[Given information]
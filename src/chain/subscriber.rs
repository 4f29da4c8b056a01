//! Chain Subscriber (C1)
//!
//! Maintains one streaming connection per chain, performs eager pool
//! discovery before streaming starts, and delivers raw log records to the
//! decoder (C2) over a bounded channel.
//!
//! Author: AI-Generated
//! Created: 2026-07-28
//!
//! Grounded on `mempool/monitor.rs`'s `run_observation_inner` (WS provider
//! setup, `subscribe(...).into_stream()`, and the `tokio::select!` loop
//! between the log stream and a periodic timer — generalized here from a
//! fixed 5s/50-attempt retry into the explicit backoff state machine §4.1
//! requires) and `pool/v2_syncer.rs`'s `sync_pool_by_address` (token0/token1
//! → `decimals()` → `getReserves()` discovery ordering, and
//! `sync_known_pools_parallel`'s `futures::future::join_all` fan-out,
//! adapted here to run once, eagerly, before the stream opens).

use crate::config::{ChainConfig, PairConfig, TokenConfig, VenueConfig};
use crate::contracts::{IERC20, IUniswapV2Factory, IUniswapV2Pair};
use crate::error::{EngineError, Result};
use crate::registry::PoolRegistry;
use crate::types::{Chain, Pool, PoolId};
use alloy::providers::{Provider, ProviderBuilder, WsConnect};
use chrono::Utc;
use futures::future::join_all;
use std::sync::atomic::{AtomicU64, Ordering};
use std::sync::Arc;
use std::time::Duration;
use tokio::sync::mpsc;
use tracing::{debug, error, info, warn};

use super::decode::RawLog;

/// Exponential backoff with a base delay and a cap on the multiple, bounded
/// by a total attempt budget (§4.1 reconnection policy).
#[derive(Debug, Clone)]
pub struct ReconnectPolicy {
    pub base_delay: Duration,
    pub max_multiple: u32,
    pub max_attempts: u32,
}

impl Default for ReconnectPolicy {
    fn default() -> Self {
        Self {
            base_delay: Duration::from_secs(5),
            max_multiple: 6,
            max_attempts: 10,
        }
    }
}

/// Per-chain reconnect state: endpoint cursor and attempt counter, kept as
/// one small owned struct rather than scattered across call sites (§9
/// re-architecture guidance).
pub struct ReconnectState {
    policy: ReconnectPolicy,
    endpoint_cursor: usize,
    attempt: u32,
}

impl ReconnectState {
    pub fn new(policy: ReconnectPolicy) -> Self {
        Self { policy, endpoint_cursor: 0, attempt: 0 }
    }

    pub fn next_endpoint<'a>(&mut self, endpoints: &'a [String]) -> &'a str {
        let endpoint = &endpoints[self.endpoint_cursor % endpoints.len()];
        self.endpoint_cursor += 1;
        endpoint
    }

    /// Delay before the next attempt, and whether the budget is exhausted.
    pub fn next_backoff(&mut self) -> Option<Duration> {
        if self.attempt >= self.policy.max_attempts {
            return None;
        }
        let multiple = (self.attempt + 1).min(self.policy.max_multiple);
        self.attempt += 1;
        Some(self.policy.base_delay * multiple)
    }

    pub fn reset(&mut self) {
        self.attempt = 0;
    }
}

/// Monitoring-set entry resolved during discovery: a venue plus the two
/// token sides to look up via `factory.getPair`.
struct DiscoveryTarget<'a> {
    venue: &'a VenueConfig,
    token_a: &'a TokenConfig,
    token_b: &'a TokenConfig,
}

static NEXT_POOL_ID: AtomicU64 = AtomicU64::new(1);

fn allocate_pool_id() -> PoolId {
    PoolId(NEXT_POOL_ID.fetch_add(1, Ordering::Relaxed))
}

pub struct ChainSubscriber {
    chain: Chain,
    config: ChainConfig,
    reconnect: ReconnectState,
}

impl ChainSubscriber {
    pub fn new(chain: Chain, config: ChainConfig) -> Self {
        Self { chain, config, reconnect: ReconnectState::new(ReconnectPolicy::default()) }
    }

    /// Eagerly resolve every `(venue, token_pair)` in the monitoring set to a
    /// pool address, read `(token0, token1, decimals, reserves)`, validate
    /// `factory.getPair(token0, token1) == discovered_address` (always true
    /// by construction here, since the address *is* read from `getPair` —
    /// this subsumes §9 Open Question 2), and register the pool. Discovery
    /// completes in full before `run` opens the streaming subscription.
    pub async fn discover(
        &self,
        venues: &[VenueConfig],
        tokens: &[TokenConfig],
        pairs: &[PairConfig],
        registry: &PoolRegistry,
    ) -> Result<()> {
        let provider = ProviderBuilder::new()
            .connect(&self.config.endpoints[0])
            .await
            .map_err(|e| EngineError::Transport { chain: self.chain, detail: e.to_string() })?;

        let targets = resolve_targets(self.chain, venues, tokens, pairs);
        let futures = targets.into_iter().map(|target| discover_one(self.chain, &provider, target, registry));
        let results = join_all(futures).await;

        let mut discovered = 0;
        for result in results {
            match result {
                Ok(true) => discovered += 1,
                Ok(false) => {}
                Err(e) => warn!(chain = %self.chain, error = %e, "pool discovery skipped"),
            }
        }
        info!(chain = %self.chain, discovered, "pool discovery complete");
        Ok(())
    }

    /// Run the streaming subscription loop, delivering decoded raw logs to
    /// `out`. Reconnects per `ReconnectPolicy` on transport failure; on
    /// budget exhaustion returns a chain-fatal error and the supervisor
    /// continues the other chains (§4.1, §7).
    pub async fn run(&mut self, pool_addresses: Vec<alloy::primitives::Address>, out: mpsc::Sender<RawLog>) -> Result<()> {
        loop {
            let endpoint = self.reconnect.next_endpoint(&self.config.endpoints).to_string();
            match self.run_once(&endpoint, &pool_addresses, &out).await {
                Ok(()) => {
                    self.reconnect.reset();
                }
                Err(e) => {
                    warn!(chain = %self.chain, endpoint = %endpoint, error = %e, "subscription dropped, reconnecting");
                    match self.reconnect.next_backoff() {
                        Some(delay) => {
                            tokio::time::sleep(delay).await;
                            continue;
                        }
                        None => {
                            return Err(EngineError::ChainFatal {
                                chain: self.chain,
                                reason: format!("reconnect budget exhausted: {e}"),
                            });
                        }
                    }
                }
            }
        }
    }

    async fn run_once(
        &self,
        endpoint: &str,
        pool_addresses: &[alloy::primitives::Address],
        out: &mpsc::Sender<RawLog>,
    ) -> Result<()> {
        let provider = ProviderBuilder::new()
            .connect_ws(WsConnect::new(endpoint))
            .await
            .map_err(|e| EngineError::Transport { chain: self.chain, detail: e.to_string() })?;

        let filter = alloy::rpc::types::Filter::new()
            .address(pool_addresses.to_vec())
            .event_signature(super::decode::SYNC_EVENT_TOPIC.parse::<alloy::primitives::B256>().unwrap());

        let subscription = provider
            .subscribe_logs(&filter)
            .await
            .map_err(|e| EngineError::Transport { chain: self.chain, detail: e.to_string() })?;
        let mut stream = subscription.into_stream();

        let mut housekeeping = tokio::time::interval(Duration::from_secs(30));
        housekeeping.tick().await;

        use futures::StreamExt;
        loop {
            tokio::select! {
                maybe_log = stream.next() => {
                    let Some(log) = maybe_log else {
                        return Err(EngineError::Transport { chain: self.chain, detail: "log stream ended".into() });
                    };
                    let raw = RawLog {
                        address: log.address(),
                        topics: log.topics().to_vec(),
                        data: log.data().data.to_vec(),
                        block_number: log.block_number.unwrap_or_default(),
                        log_index: log.log_index.unwrap_or_default(),
                    };
                    if out.send(raw).await.is_err() {
                        debug!(chain = %self.chain, "decoder channel closed, stopping subscriber");
                        return Ok(());
                    }
                }
                _ = housekeeping.tick() => {
                    debug!(chain = %self.chain, "chain subscriber housekeeping tick");
                }
            }
        }
    }
}

fn resolve_targets<'a>(
    chain: Chain,
    venues: &'a [VenueConfig],
    tokens: &'a [TokenConfig],
    pairs: &'a [PairConfig],
) -> Vec<DiscoveryTarget<'a>> {
    let mut targets = Vec::new();
    for pair in pairs.iter().filter(|p| p.chain == chain) {
        let Some(token_a) = tokens.iter().find(|t| t.chain == chain && t.symbol == pair.symbol_a) else { continue };
        let Some(token_b) = tokens.iter().find(|t| t.chain == chain && t.symbol == pair.symbol_b) else { continue };
        for venue in venues.iter().filter(|v| v.chain == chain) {
            targets.push(DiscoveryTarget { venue, token_a, token_b });
        }
    }
    targets
}

async fn discover_one<P: Provider + Clone>(
    chain: Chain,
    provider: &P,
    target: DiscoveryTarget<'_>,
    registry: &PoolRegistry,
) -> Result<bool> {
    let factory = IUniswapV2Factory::new(target.venue.factory, provider.clone());
    let pool_address = factory
        .getPair(target.token_a.address, target.token_b.address)
        .call()
        .await
        .map_err(|e| EngineError::Config { detail: format!("getPair failed: {e}") })?;

    if pool_address == alloy::primitives::Address::ZERO {
        return Ok(false);
    }

    let pair_contract = IUniswapV2Pair::new(pool_address, provider.clone());
    let token0 = pair_contract.token0().call().await.map_err(|e| EngineError::Config { detail: e.to_string() })?;
    let token1 = pair_contract.token1().call().await.map_err(|e| EngineError::Config { detail: e.to_string() })?;
    let reserves = pair_contract.getReserves().call().await.map_err(|e| EngineError::Config { detail: e.to_string() })?;

    let decimals0 = IERC20::new(token0, provider.clone())
        .decimals()
        .call()
        .await
        .map_err(|e| EngineError::Config { detail: e.to_string() })?;
    let decimals1 = IERC20::new(token1, provider.clone())
        .decimals()
        .call()
        .await
        .map_err(|e| EngineError::Config { detail: e.to_string() })?;

    let (symbol0, symbol1) = if token0 == target.token_a.address {
        (target.token_a.symbol.clone(), target.token_b.symbol.clone())
    } else {
        (target.token_b.symbol.clone(), target.token_a.symbol.clone())
    };

    let pool = Pool {
        pool_id: allocate_pool_id(),
        chain,
        venue: target.venue.name.clone(),
        address: pool_address,
        token0,
        token1,
        symbol0,
        symbol1,
        decimals0,
        decimals1,
        fee_bps: target.venue.fee_bps,
        reserve0: alloy::primitives::U256::from(reserves.reserve0),
        reserve1: alloy::primitives::U256::from(reserves.reserve1),
        sequence: 0,
        last_update_wall: Utc::now(),
    };
    registry.register(pool);
    Ok(true)
}

#[cfg(test)]
mod tests {
    use super::*;

    #[test]
    fn backoff_escalates_then_exhausts() {
        let mut state = ReconnectState::new(ReconnectPolicy { base_delay: Duration::from_secs(5), max_multiple: 3, max_attempts: 4 });
        assert_eq!(state.next_backoff(), Some(Duration::from_secs(5)));
        assert_eq!(state.next_backoff(), Some(Duration::from_secs(10)));
        assert_eq!(state.next_backoff(), Some(Duration::from_secs(15)));
        assert_eq!(state.next_backoff(), Some(Duration::from_secs(15)));
        assert_eq!(state.next_backoff(), None);
    }

    #[test]
    fn endpoint_cursor_cycles() {
        let mut state = ReconnectState::new(ReconnectPolicy::default());
        let endpoints = vec!["a".to_string(), "b".to_string()];
        assert_eq!(state.next_endpoint(&endpoints), "a");
        assert_eq!(state.next_endpoint(&endpoints), "b");
        assert_eq!(state.next_endpoint(&endpoints), "a");
    }

    #[test]
    fn reset_clears_attempt_counter() {
        let mut state = ReconnectState::new(ReconnectPolicy { base_delay: Duration::from_secs(1), max_multiple: 2, max_attempts: 2 });
        state.next_backoff();
        state.next_backoff();
        assert_eq!(state.next_backoff(), None);
        state.reset();
        assert!(state.next_backoff().is_some());
    }
}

[What this task involves]
All lines in the records above that contain "subscription" are to be reported.

[Task result]
    /// completes in full before `run` opens the streaming subscription.
    /// Run the streaming subscription loop, delivering decoded raw logs to
                    warn!(chain = %self.chain, endpoint = %endpoint, error = %e, "subscription dropped, reconnecting");
        let subscription = provider
        let mut stream = subscription.into_stream();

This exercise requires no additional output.